------ RECORDS PROVIDED ------
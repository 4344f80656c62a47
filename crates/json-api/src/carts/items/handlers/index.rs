//! List Cart Items Handler

use std::sync::Arc;

use salvo::{oapi::extract::PathParam, prelude::*};

use cart_app::domain::carts::models::CartId;

use crate::{
    carts::into_api_error, errors::ApiError, extensions::*, items::models::ItemResponse,
    state::State,
};

/// List Cart Items Handler
///
/// Returns the items of a cart ordered by id.
#[endpoint(
    tags("carts"),
    summary = "List Cart Items",
    security(("bearer_auth" = [])),
    responses(
        (status_code = StatusCode::OK, description = "Cart items listed"),
    ),
)]
pub(crate) async fn handler(
    cart: PathParam<i64>,
    depot: &mut Depot,
) -> Result<Json<Vec<ItemResponse>>, ApiError> {
    let state = depot.obtain_or_500::<Arc<State>>()?;

    let items = state
        .app
        .carts
        .get_cart_items(CartId::from_i64(cart.into_inner()))
        .await
        .map_err(into_api_error)?;

    Ok(Json(items.into_iter().map(Into::into).collect()))
}

#[cfg(test)]
mod tests {
    use salvo::test::{ResponseExt, TestClient};
    use testresult::TestResult;

    use cart_app::domain::carts::{CartsServiceError, MockCartsService};

    use crate::test_helpers::{carts_service, make_item};

    use super::*;

    fn make_service(carts: MockCartsService) -> Service {
        carts_service(carts, Router::with_path("carts/{cart:num}/items").get(handler))
    }

    #[tokio::test]
    async fn test_list_cart_items_returns_200() -> TestResult {
        let mut carts = MockCartsService::new();

        carts
            .expect_get_cart_items()
            .once()
            .withf(|id| *id == CartId::from_i64(2))
            .return_once(|_| Ok(vec![make_item(1, 2, 3, 4)]));

        let mut res = TestClient::get("http://example.com/carts/2/items")
            .send(&make_service(carts))
            .await;

        let body: Vec<ItemResponse> = res.take_json().await?;

        assert_eq!(res.status_code, Some(StatusCode::OK));
        assert_eq!(body.first().map(|item| item.quantity), Some(4));

        Ok(())
    }

    #[tokio::test]
    async fn test_list_items_of_missing_cart_returns_404() -> TestResult {
        let mut carts = MockCartsService::new();

        carts
            .expect_get_cart_items()
            .once()
            .return_once(|id| Err(CartsServiceError::NotFound(id)));

        let res = TestClient::get("http://example.com/carts/2/items")
            .send(&make_service(carts))
            .await;

        assert_eq!(res.status_code, Some(StatusCode::NOT_FOUND));

        Ok(())
    }
}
------
PROMPT.
Figure out how many lines above include the string "Some", then report that number and nothing else.

REPLY.
3